Simon Case, who as cabinet secretary is the leader of half a million civil servants, was also condemned for arguing he had only joined the London gentleman’s club in an attempt to overturn its all-male policy.
Case and Richard Moore, head of the Secret Intelligence Service (MI6), are part of a series of politicians, lawyers and other establishment figures whose membership of the Garrick was revealed by the Guardian, the first time its all-male list has been made public.
Case joined in 2019, a move that one former permanent secretary – a civil servant who leads an individual department – told the Guardian was “a poor signal in terms of leadership” of the civil service.
Jill Rutter, another former senior civil servant who has since worked on expert reports about government, said clubs like the Garrick were “clearly discriminatory”, adding: “I always hope that some government might make membership of a club like this a disqualification for a public appointment.”
A day after his Garrick membership was revealed, Case insisted to a parliamentary committee that he had joined with honourable motives.

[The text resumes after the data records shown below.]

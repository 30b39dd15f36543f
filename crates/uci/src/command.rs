//! UCI commands sent to an analysis engine.

use crate::UciError;

/// Commands sent from the analysis client to the engine.
#[derive(Debug, Clone, PartialEq)]
pub enum EngineCommand {
    /// Initialize UCI mode.
    Uci,
    /// Check if engine is ready.
    IsReady,
    /// Reset engine state for a new game.
    UciNewGame,
    /// Set an engine option.
    SetOption { name: String, value: String },
    /// Set up position.
    Position {
        fen: Option<String>,
        moves: Vec<String>,
    },
    /// Start calculating.
    Go(GoOptions),
    /// Stop calculating.
    Stop,
    /// Quit the engine.
    Quit,
    /// Unknown command (for forward compatibility).
    Unknown(String),
}

/// Options for the `go` command.
#[derive(Debug, Clone, PartialEq, Default)]
pub struct GoOptions {
    /// Search to this depth.
    pub depth: Option<u32>,
    /// Search this many nodes.
    pub nodes: Option<u64>,
    /// Search for exactly this time in milliseconds.
    pub movetime: Option<u64>,
    /// Search indefinitely until `stop`.
    pub infinite: bool,
}

impl GoOptions {
    /// Fixed-depth search.
    pub fn depth(depth: u32) -> Self {
        Self {
            depth: Some(depth),
            ..Self::default()
        }
    }
}

impl EngineCommand {
    /// `setoption name MultiPV value <k>`.
    pub fn multi_pv(lines: u32) -> Self {
        EngineCommand::SetOption {
            name: "MultiPV".to_string(),
            value: lines.to_string(),
        }
    }

    /// `position fen <fen>`.
    pub fn position_fen(fen: impl Into<String>) -> Self {
        EngineCommand::Position {
            fen: Some(fen.into()),
            moves: Vec::new(),
        }
    }

    /// Format the command as a UCI line (without trailing newline).
    pub fn to_uci(&self) -> String {
        match self {
            EngineCommand::Uci => "uci".to_string(),
            EngineCommand::IsReady => "isready".to_string(),
            EngineCommand::UciNewGame => "ucinewgame".to_string(),
            EngineCommand::SetOption { name, value } => {
                format!("setoption name {} value {}", name, value)
            }
            EngineCommand::Position { fen, moves } => {
                let mut line = match fen {
                    Some(fen) => format!("position fen {}", fen),
                    None => "position startpos".to_string(),
                };
                if !moves.is_empty() {
                    line.push_str(" moves ");
                    line.push_str(&moves.join(" "));
                }
                line
            }
            EngineCommand::Go(opts) => {
                let mut parts = vec!["go".to_string()];
                if let Some(d) = opts.depth {
                    parts.push(format!("depth {}", d));
                }
                if let Some(n) = opts.nodes {
                    parts.push(format!("nodes {}", n));
                }
                if let Some(t) = opts.movetime {
                    parts.push(format!("movetime {}", t));
                }
                if opts.infinite {
                    parts.push("infinite".to_string());
                }
                parts.join(" ")
            }
            EngineCommand::Stop => "stop".to_string(),
            EngineCommand::Quit => "quit".to_string(),
            EngineCommand::Unknown(raw) => raw.clone(),
        }
    }

    /// Parse a UCI command string.
    pub fn parse(input: &str) -> Result<Self, UciError> {
        let input = input.trim();
        let mut parts = input.split_whitespace();

        let cmd = parts.next().unwrap_or("");

        match cmd {
            "uci" => Ok(EngineCommand::Uci),
            "isready" => Ok(EngineCommand::IsReady),
            "ucinewgame" => Ok(EngineCommand::UciNewGame),
            "stop" => Ok(EngineCommand::Stop),
            "quit" => Ok(EngineCommand::Quit),
            "setoption" => Self::parse_setoption(parts),
            "position" => Self::parse_position(parts),
            "go" => Self::parse_go(parts),
            "" => Err(UciError::InvalidCommand("empty command".to_string())),
            _ => Ok(EngineCommand::Unknown(input.to_string())),
        }
    }

    fn parse_setoption<'a>(parts: impl Iterator<Item = &'a str>) -> Result<Self, UciError> {
        let parts: Vec<&str> = parts.collect();
        let name_at = parts.iter().position(|&s| s == "name");
        let value_at = parts.iter().position(|&s| s == "value");

        match (name_at, value_at) {
            (Some(n), Some(v)) if n < v => Ok(EngineCommand::SetOption {
                name: parts[n + 1..v].join(" "),
                value: parts[v + 1..].join(" "),
            }),
            (Some(n), None) => Ok(EngineCommand::SetOption {
                name: parts[n + 1..].join(" "),
                value: String::new(),
            }),
            _ => Err(UciError::ParseError(
                "Expected 'setoption name <id> [value <x>]'".to_string(),
            )),
        }
    }

    fn parse_position<'a>(mut parts: impl Iterator<Item = &'a str>) -> Result<Self, UciError> {
        let mut fen = None;

        match parts.next() {
            Some("startpos") => {}
            Some("fen") => {
                // Collect FEN parts until "moves" or end
                let mut fen_parts = Vec::new();
                for part in parts.by_ref() {
                    if part == "moves" {
                        break;
                    }
                    fen_parts.push(part);
                }
                if !fen_parts.is_empty() {
                    fen = Some(fen_parts.join(" "));
                }
            }
            Some(other) => {
                return Err(UciError::ParseError(format!(
                    "Expected 'startpos' or 'fen', got '{}'",
                    other
                )));
            }
            None => {
                return Err(UciError::ParseError(
                    "Expected 'startpos' or 'fen'".to_string(),
                ));
            }
        }

        let remaining: Vec<&str> = parts.collect();
        let moves = match remaining.iter().position(|&s| s == "moves") {
            Some(idx) => remaining[idx + 1..].iter().map(|s| s.to_string()).collect(),
            // FEN case already consumed "moves" in the loop
            None if fen.is_some() => remaining.iter().map(|s| s.to_string()).collect(),
            None => Vec::new(),
        };

        Ok(EngineCommand::Position { fen, moves })
    }

    fn parse_go<'a>(parts: impl Iterator<Item = &'a str>) -> Result<Self, UciError> {
        let mut opts = GoOptions::default();
        let parts: Vec<&str> = parts.collect();
        let mut i = 0;

        while i < parts.len() {
            match parts[i] {
                "depth" => {
                    i += 1;
                    if i < parts.len() {
                        opts.depth = parts[i].parse().ok();
                    }
                }
                "nodes" => {
                    i += 1;
                    if i < parts.len() {
                        opts.nodes = parts[i].parse().ok();
                    }
                }
                "movetime" => {
                    i += 1;
                    if i < parts.len() {
                        opts.movetime = parts[i].parse().ok();
                    }
                }
                "infinite" => {
                    opts.infinite = true;
                }
                _ => {}
            }
            i += 1;
        }

        Ok(EngineCommand::Go(opts))
    }
}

At a subcommittee of the cross-party liaison committee of senior MPs, former Labour minister Liam Byrne asked Case how he could “foster a genuine culture of inclusiveness” while also being a Garrick member.

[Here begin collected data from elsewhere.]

//! Top engine lines rendered for display.

use serde::Serialize;

use crate::evaluation::Evaluation;
use crate::oracle::{EngineLine, EvaluationOracle};
use crate::replay::{Position, RulesOracle};

/// A candidate line in SAN.
#[derive(Debug, Clone, PartialEq, Eq, Serialize)]
pub struct SuggestedLine {
    pub rank: u32,
    pub moves: Vec<String>,
    pub evaluation: Evaluation,
}

/// Ask `oracle` for its top `n` lines in `position` and render them in SAN.
///
/// A line is cut short at the first move the rules oracle rejects. Empty
/// when the oracle has nothing to offer.
pub async fn suggest_lines<O, R>(oracle: &O, rules: &R, position: &Position, n: usize) -> Vec<SuggestedLine>
where
    O: EvaluationOracle,
    R: RulesOracle,
{
    oracle
        .evaluate_top(position, n)
        .await
        .into_iter()
        .map(|line| render_line(rules, position, line))
        .collect()
}

fn render_line<R: RulesOracle>(rules: &R, start: &Position, line: EngineLine) -> SuggestedLine {
    let mut moves = Vec::with_capacity(line.moves.len());
    let mut current = start.clone();

    for uci in &line.moves {
        let Some(san) = rules.to_external_notation(&current, uci) else {
            break;
        };
        match rules.apply_move(&current, uci) {
            Ok(applied) => current = applied.position,
            Err(_) => break,
        }
        moves.push(san);
    }

    SuggestedLine {
        rank: line.rank,
        moves,
        evaluation: line.evaluation,
    }
}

Case replied: “I have to say today my position on this one is clear, which is that if you believe profoundly in reform of an institution, by and large it’s easier to do if you join it to make the change from within rather than chuck rocks from the outside.”
His joining the Garrick added to the number of members seeking change, he said, adding: “I’m very sure I speak on behalf of all the public servants who have recently joined the Garrick under the banner of trying to make reform happen.”
The Conservative MP Robert Buckland was one of six men sitting at the liaison committee hearing – there was one woman – and said “hear hear” to Case’s comments, before declaring an interest by revealing that he too was a member of the Garrick.
Hannah White, director of the Institute for Government thinktank, which works with MPs and senior civil servants to make government more effective, said she was not convinced.
“Simon Case’s professed selfless motive for joining the Garrick will sound bizarre to the 284,000 women of the civil service who it would bar from membership, when they weigh the relative benefit he has gained for himself in his five years of membership against the lack of progress he has apparently achieved on their behalf,” she said.
More widely, White said, she was shocked to see Case and Moore on the list: “It sends a terrible signal to senior women in the civil service, and indeed more junior people in the civil service, looking up at senior leadership, for them to be members of a club like this while also theoretically being subscribed to all sorts of schemes to promote equality and diversity.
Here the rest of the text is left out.